» Task to carry out
Transcribe each line of the material exactly as it stands.

### Listed entries ###

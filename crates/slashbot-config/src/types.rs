//! Runtime configuration types.
//!
//! Field names follow the on-disk camelCase contract of
//! `.slashbot/config.json`.

use serde::{Deserialize, Serialize};
use serde_json::Value;
use std::collections::BTreeMap;
use std::fmt;
use std::path::PathBuf;

/// Validated, layered runtime configuration.
#[derive(Debug, Clone, Default, Serialize, Deserialize)]
#[serde(rename_all = "camelCase", default)]
pub struct RuntimeConfig {
    /// Gateway server settings.
    pub gateway: GatewayConfig,
    /// Plugin discovery and enablement.
    pub plugins: PluginsConfig,
    /// Provider selection.
    pub providers: ProvidersConfig,
    /// Hook defaults and config-declared rules.
    pub hooks: HooksConfig,
    /// Command execution safety policy.
    pub command_safety: CommandSafetyConfig,
    /// Logging settings.
    pub logging: LoggingConfig,
}

/// Gateway server settings.
#[derive(Debug, Clone, Serialize, Deserialize)]
#[serde(rename_all = "camelCase", default)]
pub struct GatewayConfig {
    /// Bind host.
    pub host: String,
    /// Bind port.
    pub port: u16,
    /// Bearer token required on `/rpc`. Unset means the gateway rejects
    /// every RPC call.
    pub auth_token: Option<String>,
}

impl Default for GatewayConfig {
    fn default() -> Self {
        Self {
            host: "127.0.0.1".to_string(),
            port: 4370,
            auth_token: None,
        }
    }
}

/// Plugin discovery and enablement.
#[derive(Debug, Clone, Default, Serialize, Deserialize)]
#[serde(rename_all = "camelCase", default)]
pub struct PluginsConfig {
    /// If non-empty, only these plugin ids load.
    pub allow: Vec<String>,
    /// Plugin ids that never load.
    pub deny: Vec<String>,
    /// Per-plugin settings.
    pub entries: Vec<PluginEntry>,
    /// Extra plugin directories. Extends (deduped) across config layers.
    pub paths: Vec<PathBuf>,
}

/// Per-plugin settings.
#[derive(Debug, Clone, Serialize, Deserialize)]
#[serde(rename_all = "camelCase")]
pub struct PluginEntry {
    /// Plugin id.
    pub id: String,
    /// Whether the plugin loads (default true).
    #[serde(default = "default_enabled")]
    pub enabled: bool,
    /// Opaque plugin-specific config.
    #[serde(default)]
    pub config: Value,
}

fn default_enabled() -> bool {
    true
}

/// Provider selection.
#[derive(Debug, Clone, Default, Serialize, Deserialize)]
#[serde(rename_all = "camelCase", default)]
pub struct ProvidersConfig {
    /// The active provider, if one is configured.
    pub active: Option<ActiveProvider>,
}

/// The configured active provider and model.
#[derive(Debug, Clone, Serialize, Deserialize)]
#[serde(rename_all = "camelCase")]
pub struct ActiveProvider {
    /// Provider id.
    pub provider_id: String,
    /// Model id.
    pub model_id: String,
    /// Inline API key (discouraged; profiles are preferred).
    #[serde(default)]
    pub api_key: Option<String>,
}

/// Hook defaults and config-declared rules.
#[derive(Debug, Clone, Serialize, Deserialize)]
#[serde(rename_all = "camelCase", default)]
pub struct HooksConfig {
    /// Default per-hook timeout in milliseconds.
    pub default_timeout_ms: u64,
    /// Config-declared hooks, keyed by event name.
    pub rules: BTreeMap<String, Vec<HookRule>>,
}

impl Default for HooksConfig {
    fn default() -> Self {
        Self {
            default_timeout_ms: 5_000,
            rules: BTreeMap::new(),
        }
    }
}

/// One config-declared hook rule.
#[derive(Debug, Clone, Serialize, Deserialize)]
#[serde(rename_all = "camelCase")]
pub struct HookRule {
    /// Optional matcher compared against the event's match field
    /// (e.g. `toolId` for tool events).
    #[serde(default)]
    pub matcher: Option<String>,
    /// Actions to register for this rule.
    pub hooks: Vec<HookAction>,
}

/// An action a config-declared hook performs.
#[derive(Debug, Clone, Serialize, Deserialize)]
#[serde(rename_all = "camelCase", tag = "type")]
pub enum HookAction {
    /// Execute a shell command.
    Command {
        /// The command line, run through the shell.
        command: String,
        /// Per-action timeout override.
        #[serde(default, rename = "timeoutMs")]
        timeout_ms: Option<u64>,
    },
}

/// Command execution safety policy.
#[derive(Debug, Clone, Serialize, Deserialize)]
#[serde(rename_all = "camelCase", default)]
pub struct CommandSafetyConfig {
    /// Default command timeout in milliseconds.
    pub default_timeout_ms: u64,
    /// Command prefixes that require approval.
    pub risky_commands: Vec<String>,
    /// Whether risky commands always prompt.
    pub require_explicit_approval: bool,
}

impl Default for CommandSafetyConfig {
    fn default() -> Self {
        Self {
            default_timeout_ms: 60_000,
            risky_commands: Vec::new(),
            require_explicit_approval: true,
        }
    }
}

/// Logging settings.
#[derive(Debug, Clone, Default, Serialize, Deserialize)]
#[serde(rename_all = "camelCase", default)]
pub struct LoggingConfig {
    /// Minimum level emitted.
    pub level: LogLevel,
}

/// Log level.
#[derive(Debug, Clone, Copy, Default, PartialEq, Eq, Serialize, Deserialize)]
#[serde(rename_all = "lowercase")]
pub enum LogLevel {
    /// Debug and above.
    Debug,
    /// Info and above.
    #[default]
    Info,
    /// Warnings and errors.
    Warn,
    /// Errors only.
    Error,
}

impl fmt::Display for LogLevel {
    fn fmt(&self, f: &mut fmt::Formatter<'_>) -> fmt::Result {
        match self {
            Self::Debug => write!(f, "debug"),
            Self::Info => write!(f, "info"),
            Self::Warn => write!(f, "warn"),
            Self::Error => write!(f, "error"),
        }
    }
}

###

» Task output
filename crates/slashbot-config/src/types.rs
//! Runtime configuration types.
//!
//! Field names follow the on-disk camelCase contract of
//! `.slashbot/config.json`.

use serde::{Deserialize, Serialize};
use serde_json::Value;
use std::collections::BTreeMap;
use std::fmt;
use std::path::PathBuf;

/// Validated, layered runtime configuration.
#[derive(Debug, Clone, Default, Serialize, Deserialize)]
#[serde(rename_all = "camelCase", default)]
pub struct RuntimeConfig {
    /// Gateway server settings.
    pub gateway: GatewayConfig,
    /// Plugin discovery and enablement.
    pub plugins: PluginsConfig,
    /// Provider selection.
    pub providers: ProvidersConfig,
    /// Hook defaults and config-declared rules.
    pub hooks: HooksConfig,
    /// Command execution safety policy.
    pub command_safety: CommandSafetyConfig,
    /// Logging settings.
    pub logging: LoggingConfig,
}

/// Gateway server settings.
#[derive(Debug, Clone, Serialize, Deserialize)]
#[serde(rename_all = "camelCase", default)]
pub struct GatewayConfig {
    /// Bind host.
    pub host: String,
    /// Bind port.
    pub port: u16,
    /// Bearer token required on `/rpc`. Unset means the gateway rejects
    /// every RPC call.
    pub auth_token: Option<String>,
}

impl Default for GatewayConfig {
    fn default() -> Self {
        Self {
            host: "127.0.0.1".to_string(),
            port: 4370,
            auth_token: None,
        }
    }
}

/// Plugin discovery and enablement.
#[derive(Debug, Clone, Default, Serialize, Deserialize)]
#[serde(rename_all = "camelCase", default)]
pub struct PluginsConfig {
    /// If non-empty, only these plugin ids load.
    pub allow: Vec<String>,
    /// Plugin ids that never load.
    pub deny: Vec<String>,
    /// Per-plugin settings.
    pub entries: Vec<PluginEntry>,
    /// Extra plugin directories. Extends (deduped) across config layers.
    pub paths: Vec<PathBuf>,
}

/// Per-plugin settings.
#[derive(Debug, Clone, Serialize, Deserialize)]
#[serde(rename_all = "camelCase")]
pub struct PluginEntry {
    /// Plugin id.
    pub id: String,
    /// Whether the plugin loads (default true).
    #[serde(default = "default_enabled")]
    pub enabled: bool,
    /// Opaque plugin-specific config.
    #[serde(default)]
    pub config: Value,
}

fn default_enabled() -> bool {
    true
}

/// Provider selection.
#[derive(Debug, Clone, Default, Serialize, Deserialize)]
#[serde(rename_all = "camelCase", default)]
pub struct ProvidersConfig {
    /// The active provider, if one is configured.
    pub active: Option<ActiveProvider>,
}

/// The configured active provider and model.
#[derive(Debug, Clone, Serialize, Deserialize)]
#[serde(rename_all = "camelCase")]
pub struct ActiveProvider {
    /// Provider id.
    pub provider_id: String,
    /// Model id.
    pub model_id: String,
    /// Inline API key (discouraged; profiles are preferred).
    #[serde(default)]
    pub api_key: Option<String>,
}

/// Hook defaults and config-declared rules.
#[derive(Debug, Clone, Serialize, Deserialize)]
#[serde(rename_all = "camelCase", default)]
pub struct HooksConfig {
    /// Default per-hook timeout in milliseconds.
    pub default_timeout_ms: u64,
    /// Config-declared hooks, keyed by event name.
    pub rules: BTreeMap<String, Vec<HookRule>>,
}

impl Default for HooksConfig {
    fn default() -> Self {
        Self {
            default_timeout_ms: 5_000,
            rules: BTreeMap::new(),
        }
    }
}

/// One config-declared hook rule.
#[derive(Debug, Clone, Serialize, Deserialize)]
#[serde(rename_all = "camelCase")]
pub struct HookRule {
    /// Optional matcher compared against the event's match field
    /// (e.g. `toolId` for tool events).
    #[serde(default)]
    pub matcher: Option<String>,
    /// Actions to register for this rule.
    pub hooks: Vec<HookAction>,
}

/// An action a config-declared hook performs.
#[derive(Debug, Clone, Serialize, Deserialize)]
#[serde(rename_all = "camelCase", tag = "type")]
pub enum HookAction {
    /// Execute a shell command.
    Command {
        /// The command line, run through the shell.
        command: String,
        /// Per-action timeout override.
        #[serde(default, rename = "timeoutMs")]
        timeout_ms: Option<u64>,
    },
}

/// Command execution safety policy.
#[derive(Debug, Clone, Serialize, Deserialize)]
#[serde(rename_all = "camelCase", default)]
pub struct CommandSafetyConfig {
    /// Default command timeout in milliseconds.
    pub default_timeout_ms: u64,
    /// Command prefixes that require approval.
    pub risky_commands: Vec<String>,
    /// Whether risky commands always prompt.
    pub require_explicit_approval: bool,
}

impl Default for CommandSafetyConfig {
    fn default() -> Self {
        Self {
            default_timeout_ms: 60_000,
            risky_commands: Vec::new(),
            require_explicit_approval: true,
        }
    }
}

/// Logging settings.
#[derive(Debug, Clone, Default, Serialize, Deserialize)]
#[serde(rename_all = "camelCase", default)]
pub struct LoggingConfig {
    /// Minimum level emitted.
    pub level: LogLevel,
}

/// Log level.
#[derive(Debug, Clone, Copy, Default, PartialEq, Eq, Serialize, Deserialize)]
#[serde(rename_all = "lowercase")]
pub enum LogLevel {
    /// Debug and above.
    Debug,
    /// Info and above.
    #[default]
    Info,
    /// Warnings and errors.
    Warn,
    /// Errors only.
    Error,
}

impl fmt::Display for LogLevel {
    fn fmt(&self, f: &mut fmt::Formatter<'_>) -> fmt::Result {
        match self {
            Self::Debug => write!(f, "debug"),
            Self::Info => write!(f, "info"),
            Self::Warn => write!(f, "warn"),
            Self::Error => write!(f, "error"),
        }
    }
}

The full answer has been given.